▸ MATERIALS PROVIDED
****

impl TransactionContext {
    /// Context with savepoint support for NESTED
    pub fn new() -> Self {
        Self::with_config(&TxConfig::default())
    }

    pub fn with_config(config: &TxConfig) -> Self {
        Self {
            stack: Arc::new(Mutex::new(ContextStack::default())),
            settings: ContextSettings {
                nested_savepoints: config.nested_savepoints,
                nested_fallback: config.nested_fallback,
            },
        }
    }

    // Never held across an await point.
    fn stack(&self) -> MutexGuard<'_, ContextStack> {
        self.stack.lock().unwrap_or_else(|poisoned| poisoned.into_inner())
    }

    /// True when the innermost frame is an active managed transaction
    pub fn has_transaction(&self) -> bool {
        self.stack().current_id().is_some()
    }

    pub fn current_id(&self) -> Option<TransactionId> {
        self.stack().current_id()
    }

    /// Number of frames, suspended ones included
    pub fn depth(&self) -> usize {
        self.stack().frames.len()
    }

    pub fn is_rollback_only(&self) -> bool {
        self.stack()
            .current_mut()
            .map(|tx| tx.is_rollback_only())
            .unwrap_or(false)
    }

    /// Create or join a transaction according to `definition.propagation`.
    pub fn get_transaction(&self, definition: &TransactionDefinition) -> Result<TransactionScope> {
        let propagation = definition.propagation;
        let mut stack = self.stack();
        let current = stack.current_id();

        let joined = |id: TransactionId| TransactionScope {
            kind: ScopeKind::Joined,
            tx_id: Some(id),
            propagation,
        };
        let unmanaged = TransactionScope {
            kind: ScopeKind::Unmanaged,
            tx_id: None,
            propagation,
        };

        let scope = match (propagation, current) {
            (Propagation::Required, Some(id)) => joined(id),
            (Propagation::Required, None) | (Propagation::RequiresNew, _) => {
                Self::begin(&mut stack, definition, None)
            }
            (Propagation::Nested, None) => Self::begin(&mut stack, definition, None),
            (Propagation::Nested, Some(parent)) => {
                if self.settings.nested_savepoints {
                    Self::begin(&mut stack, definition, Some(parent))
                } else {
                    match self.settings.nested_fallback {
                        NestedFallback::Required => {
                            warn!(
                                tx_id = %parent,
                                "NESTED requested without savepoint support; joining as REQUIRED"
                            );
                            joined(parent)
                        }
                        NestedFallback::Reject => return Err(TxError::NestedUnsupported),
                    }
                }
            }
            (Propagation::Supports, Some(id)) | (Propagation::Mandatory, Some(id)) => joined(id),
            (Propagation::Supports, None) => unmanaged,
            (Propagation::Mandatory, None) => return Err(TxError::NoTransaction),
            (Propagation::Never, Some(id)) => return Err(TxError::ExistingTransaction(id)),
            (Propagation::Never, None) | (Propagation::NotSupported, None) => unmanaged,
            (Propagation::NotSupported, Some(id)) => {
                debug!(tx_id = %id, "suspending transaction for NOT_SUPPORTED");
                stack.frames.push(Frame::Suspension);
                TransactionScope {
                    kind: ScopeKind::Suspended,
                    tx_id: None,
                    propagation,
                }
            }
        };

        Ok(scope)
    }

    fn begin(
        stack: &mut ContextStack,
        definition: &TransactionDefinition,
        parent: Option<TransactionId>,
    ) -> TransactionScope {
        let id = TransactionId::new();
        let tx = Transaction::new(id, definition.propagation, definition.name.clone(), parent);
        debug!(
            tx_id = %id,
            propagation = %definition.propagation,
            parent = ?parent,
            depth = stack.frames.len(),
            "transaction started"
        );
        stack.frames.push(Frame::Managed(tx));
        TransactionScope {
            kind: if parent.is_some() {
                ScopeKind::Nested
            } else {
                ScopeKind::New
            },
            tx_id: Some(id),
            propagation: definition.propagation,
        }
    }

    /// Complete a scope successfully.
    ///
    /// Only scopes that created a transaction commit physically; a NESTED
    /// child hands its hooks to the parent instead of running them.
    ///
    /// # Errors
    /// - `RollbackOnly` when the transaction was flagged and got rolled back
    /// - `CommitHookFailure` when a `before_process` hook failed
    /// - `IllegalState` when the scope is not the innermost one
    pub async fn commit(&self, scope: TransactionScope) -> Result<()> {
        match scope.kind {
            ScopeKind::Joined | ScopeKind::Unmanaged => Ok(()),
            ScopeKind::Suspended => self.stack().pop_suspension(),
            ScopeKind::New | ScopeKind::Nested => {
                let id = Self::scope_id(&scope)?;
                let mut tx = self.stack().pop_managed(id)?;

                if scope.kind == ScopeKind::Nested && !tx.is_rollback_only() {
                    return self.release_into_parent(tx);
                }

                tx.process_commit().await
            }
        }
    }

    /// Complete a scope with a rollback.
    ///
    /// A participating (joined) scope cannot roll back on its own, so it
    /// flags the owning transaction rollback-only instead.
    pub async fn rollback(&self, scope: TransactionScope) -> Result<()> {
        match scope.kind {
            ScopeKind::Unmanaged => Ok(()),
            ScopeKind::Suspended => self.stack().pop_suspension(),
            ScopeKind::Joined => {
                let id = Self::scope_id(&scope)?;
                match self.stack().find_mut(id) {
                    Some(tx) => {
                        tx.set_rollback_only();
                        Ok(())
                    }
                    None => Err(TxError::IllegalState(format!(
                        "joined transaction {} is no longer on the stack",
                        id
                    ))),
                }
            }
            ScopeKind::New | ScopeKind::Nested => {
                let id = Self::scope_id(&scope)?;
                let mut tx = self.stack().pop_managed(id)?;
                tx.process_rollback().await
            }
        }
    }

    /// Remove an uncompleted scope synchronously, e.g. when its owner was
    /// dropped. Created transactions are rolled back on the current tokio
    /// runtime so their hooks still run.
    pub(crate) fn abandon(&self, scope: TransactionScope) {
        match scope.kind {
            ScopeKind::Unmanaged => {}
            ScopeKind::Suspended => {
                if let Err(err) = self.stack().pop_suspension() {
                    warn!(error = %err, "failed to resume after abandoned suspension");
                }
            }
            ScopeKind::Joined => {
                if let Some(id) = scope.tx_id {
                    if let Some(tx) = self.stack().find_mut(id) {
                        tx.set_rollback_only();
                    }
                }
            }
            ScopeKind::New | ScopeKind::Nested => {
                let Some(id) = scope.tx_id else { return };
                let popped = self.stack().pop_managed(id);
                let mut tx = match popped {
                    Ok(tx) => tx,
                    Err(err) => {
                        warn!(tx_id = %id, error = %err, "cannot abandon transaction");
                        return;
                    }
                };
                warn!(tx_id = %id, "transaction scope abandoned; rolling back");
                match tokio::runtime::Handle::try_current() {
                    Ok(handle) => {
                        handle.spawn(async move {
                            if let Err(err) = tx.process_rollback().await {
                                warn!(tx_id = %id, error = %err, "rollback of abandoned transaction failed");
                            }
                        });
                    }
                    Err(_) => {
                        warn!(
                            tx_id = %id,
                            "no runtime available; abandoned transaction skips every hook, so no cache rollback, lock release or TCC confirm/cancel is dispatched"
                        );
                    }
                }
            }
        }
    }

    fn scope_id(scope: &TransactionScope) -> Result<TransactionId> {
        scope
            .tx_id
            .ok_or_else(|| TxError::IllegalState("scope has no transaction".into()))
    }

    fn release_into_parent(&self, mut child: Transaction) -> Result<()> {
        let parent_id = child.parent().ok_or_else(|| {
            TxError::IllegalState(format!("nested transaction {} has no parent", child.id()))
        })?;
        let hooks = child.release_savepoint()?;
        let mut stack = self.stack();
        let parent = stack.find_mut(parent_id).ok_or_else(|| {
            TxError::IllegalState(format!(
                "parent {} of nested transaction {} is gone",
                parent_id,
                child.id()
            ))
        })?;
        debug!(
            tx_id = %child.id(),
            parent = %parent_id,
            hooks = hooks.len(),
            "savepoint released; hooks deferred to parent"
        );
        parent.absorb_hooks(hooks)
    }

    /// Flag the current transaction rollback-only.
    pub fn set_rollback_only(&self) -> Result<()> {
        let mut stack = self.stack();
        let tx = stack.current_mut().ok_or(TxError::NoTransaction)?;
        tx.set_rollback_only();
        Ok(())
    }

    /// Attach a hook to the current transaction.
    ///
    /// # Errors
    /// Returns `NoTransaction` if no transaction is active
    pub fn register_hook<H: LifecycleHook + 'static>(&self, hook: H) -> Result<()> {
        self.register(RegisteredHook::new(None, Box::new(hook)))
    }

    /// Attach a hook that replaces any earlier hook registered under `key`
    /// on the same transaction.
    pub fn register_keyed_hook<H: LifecycleHook + 'static>(
        &self,
        key: impl Into<String>,
        hook: H,
    ) -> Result<()> {
        self.register(RegisteredHook::new(Some(key.into()), Box::new(hook)))
    }

    /// Like `register_hook`, but returns false instead of failing without a transaction.
    pub fn try_register_hook<H: LifecycleHook + 'static>(&self, hook: H) -> bool {
        self.register_hook(hook).is_ok()
    }

    pub fn try_register_keyed_hook<H: LifecycleHook + 'static>(
        &self,
        key: impl Into<String>,
        hook: H,
    ) -> bool {
        self.register_keyed_hook(key, hook).is_ok()
    }

    fn register(&self, entry: RegisteredHook) -> Result<()> {
        let mut stack = self.stack();
        let tx = stack.current_mut().ok_or(TxError::NoTransaction)?;
        tx.register_hook(entry)
    }
}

****

▸ TASK OBJECTIVE
Among the records, find each line where the word "await" occurs, and copy it.

▸ WRITTEN RESPONSE
    // Never held across an await point.
                tx.process_commit().await
                tx.process_rollback().await
                            if let Err(err) = tx.process_rollback().await {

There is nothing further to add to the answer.